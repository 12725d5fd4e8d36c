use std::sync::Arc;

use sqlx::PgPool;

use crate::config::Config;
use crate::profile::ProfileStore;
use crate::resume::ocr::OcrCapability;
use crate::resume::orchestrator::ResumePipeline;
use crate::resume::progress::ProgressBoard;

/// Shared application state injected into all route handlers via Axum extractors.
#[derive(Clone)]
pub struct AppState {
    /// Jobs and applications are queried directly; student records go through `profiles`.
    pub db: PgPool,
    pub profiles: Arc<dyn ProfileStore>,
    pub pipeline: Arc<ResumePipeline>,
    pub progress: ProgressBoard,
    /// Probed once at startup and passed to every upload.
    pub ocr_capability: OcrCapability,
    pub config: Config,
}
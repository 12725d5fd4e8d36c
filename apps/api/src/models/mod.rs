pub mod company;
pub mod job;
pub mod profile;
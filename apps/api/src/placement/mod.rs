pub mod handlers;
pub mod stats;
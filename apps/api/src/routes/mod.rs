pub mod health;

use axum::{
    extract::DefaultBodyLimit,
    routing::{get, patch, post, put},
    Router,
};

use crate::companies::handlers as companies;
use crate::jobs::handlers as jobs;
use crate::placement::handlers as placement;
use crate::resume::handlers as resume;
use crate::state::AppState;

/// Multipart framing on top of the file itself.
const MULTIPART_OVERHEAD_BYTES: usize = 64 * 1024;

pub fn build_router(state: AppState) -> Router {
    let upload_limit = state.config.max_upload_bytes + MULTIPART_OVERHEAD_BYTES;

    Router::new()
        .route("/health", get(health::health_handler))
        .route("/api/v1/capabilities", get(resume::handle_capabilities))
        // Student profile and resume pipeline
        .route(
            "/api/v1/profile",
            get(resume::handle_get_profile).put(resume::handle_save_profile),
        )
        .route(
            "/api/v1/profile/resume",
            post(resume::handle_upload_resume).layer(DefaultBodyLimit::max(upload_limit)),
        )
        .route(
            "/api/v1/profile/resume/progress",
            get(resume::handle_upload_progress),
        )
        // Placement overview (TPO)
        .route(
            "/api/v1/placement/students",
            get(placement::handle_list_students),
        )
        .route("/api/v1/placement/stats", get(placement::handle_placement_stats))
        .route(
            "/api/v1/placement/students/:uid/placement",
            put(placement::handle_set_placement),
        )
        // Company directory
        .route(
            "/api/v1/companies",
            post(companies::handle_create_company).get(companies::handle_list_companies),
        )
        .route(
            "/api/v1/companies/:id",
            get(companies::handle_get_company)
                .put(companies::handle_update_company)
                .delete(companies::handle_delete_company),
        )
        // Jobs and applications
        .route(
            "/api/v1/jobs",
            post(jobs::handle_create_job).get(jobs::handle_list_jobs),
        )
        .route(
            "/api/v1/jobs/:id",
            get(jobs::handle_get_job)
                .put(jobs::handle_update_job)
                .delete(jobs::handle_delete_job),
        )
        .route("/api/v1/jobs/:id/status", patch(jobs::handle_set_job_status))
        .route(
            "/api/v1/jobs/:id/applications",
            post(jobs::handle_apply).get(jobs::handle_list_applications),
        )
        .route(
            "/api/v1/applications/:id/status",
            patch(jobs::handle_set_application_status),
        )
        .with_state(state)
}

WHAT IS REQUIRED:
Each record above needs to be reproduced exactly as written.

WRITTEN SOLUTION:
repository 12725d5fd4e8d36c
use std::sync::Arc;

use sqlx::PgPool;

use crate::config::Config;
use crate::profile::ProfileStore;
use crate::resume::ocr::OcrCapability;
use crate::resume::orchestrator::ResumePipeline;
use crate::resume::progress::ProgressBoard;

/// Shared application state injected into all route handlers via Axum extractors.
#[derive(Clone)]
pub struct AppState {
    /// Jobs and applications are queried directly; student records go through `profiles`.
    pub db: PgPool,
    pub profiles: Arc<dyn ProfileStore>,
    pub pipeline: Arc<ResumePipeline>,
    pub progress: ProgressBoard,
    /// Probed once at startup and passed to every upload.
    pub ocr_capability: OcrCapability,
    pub config: Config,
}
repository 12725d5fd4e8d36c
filename apps/api/src/models/mod.rs
pub mod company;
pub mod job;
pub mod profile;
filename apps/api/src/placement/mod.rs
pub mod handlers;
pub mod stats;
filename apps/api/src/routes/mod.rs
pub mod health;

use axum::{
    extract::DefaultBodyLimit,
    routing::{get, patch, post, put},
    Router,
};

use crate::companies::handlers as companies;
use crate::jobs::handlers as jobs;
use crate::placement::handlers as placement;
use crate::resume::handlers as resume;
use crate::state::AppState;

/// Multipart framing on top of the file itself.
const MULTIPART_OVERHEAD_BYTES: usize = 64 * 1024;

pub fn build_router(state: AppState) -> Router {
    let upload_limit = state.config.max_upload_bytes + MULTIPART_OVERHEAD_BYTES;

    Router::new()
        .route("/health", get(health::health_handler))
        .route("/api/v1/capabilities", get(resume::handle_capabilities))
        // Student profile and resume pipeline
        .route(
            "/api/v1/profile",
            get(resume::handle_get_profile).put(resume::handle_save_profile),
        )
        .route(
            "/api/v1/profile/resume",
            post(resume::handle_upload_resume).layer(DefaultBodyLimit::max(upload_limit)),
        )
        .route(
            "/api/v1/profile/resume/progress",
            get(resume::handle_upload_progress),
        )
        // Placement overview (TPO)
        .route(
            "/api/v1/placement/students",
            get(placement::handle_list_students),
        )
        .route("/api/v1/placement/stats", get(placement::handle_placement_stats))
        .route(
            "/api/v1/placement/students/:uid/placement",
            put(placement::handle_set_placement),
        )
        // Company directory
        .route(
            "/api/v1/companies",
            post(companies::handle_create_company).get(companies::handle_list_companies),
        )
        .route(
            "/api/v1/companies/:id",
            get(companies::handle_get_company)
                .put(companies::handle_update_company)
                .delete(companies::handle_delete_company),
        )
        // Jobs and applications
        .route(
            "/api/v1/jobs",
            post(jobs::handle_create_job).get(jobs::handle_list_jobs),
        )
        .route(
            "/api/v1/jobs/:id",
            get(jobs::handle_get_job)
                .put(jobs::handle_update_job)
                .delete(jobs::handle_delete_job),
        )
        .route("/api/v1/jobs/:id/status", patch(jobs::handle_set_job_status))
        .route(
            "/api/v1/jobs/:id/applications",
            post(jobs::handle_apply).get(jobs::handle_list_applications),
        )
        .route(
            "/api/v1/applications/:id/status",
            patch(jobs::handle_set_application_status),
        )
        .with_state(state)
}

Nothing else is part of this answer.